Given EPA’s statement that this rule will have “negligible” costs, benefits and CO2 reductions, we were very surprised that EPA has effectively taken the position that this ban on new coal-fired plants (without CCS) will also apply to any existing plant that undergoes “modification”. Thus it would potentially apply to dozens of coal-fired plants that will install control equipment necessary to meet standards imposed by other recent rules, most notably EPA’s mercury and air toxics standards (MATS), or a revived Cross-State Air Pollution Rule (now in front of the Supreme Court). And if it does apply, these plants would have to either retrofit with CCS (nightmarishly expensive even when physically possible) or switch to natural gas (still a significant cost).

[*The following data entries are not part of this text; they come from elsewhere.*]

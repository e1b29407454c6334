//! Concrete LLM providers.

pub mod gemini;
pub mod ollama;

pub use gemini::GeminiClient;
pub use ollama::OllamaClient;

Officially, EPA says that these plants will be sheltered under a regulation that exempts such plants from the new plant standard if the modification is installing pollution control equipment. Such a regulation does exist, but as EPA pointed out in Version 1.0, a D.C. Circuit decision that overturned an identical and closely-related pollution control project exclusion “may call into question the continued validity” of this regulation as well. EPA could avoid all this by simply saying that modified plants need their own emission standards and propose a schedule for establishing these, presumably aligned with the forthcoming existing plant standard. By not doing so, it appears that EPA is none-too-subtly pushing these plants to fuel-switch to natural gas.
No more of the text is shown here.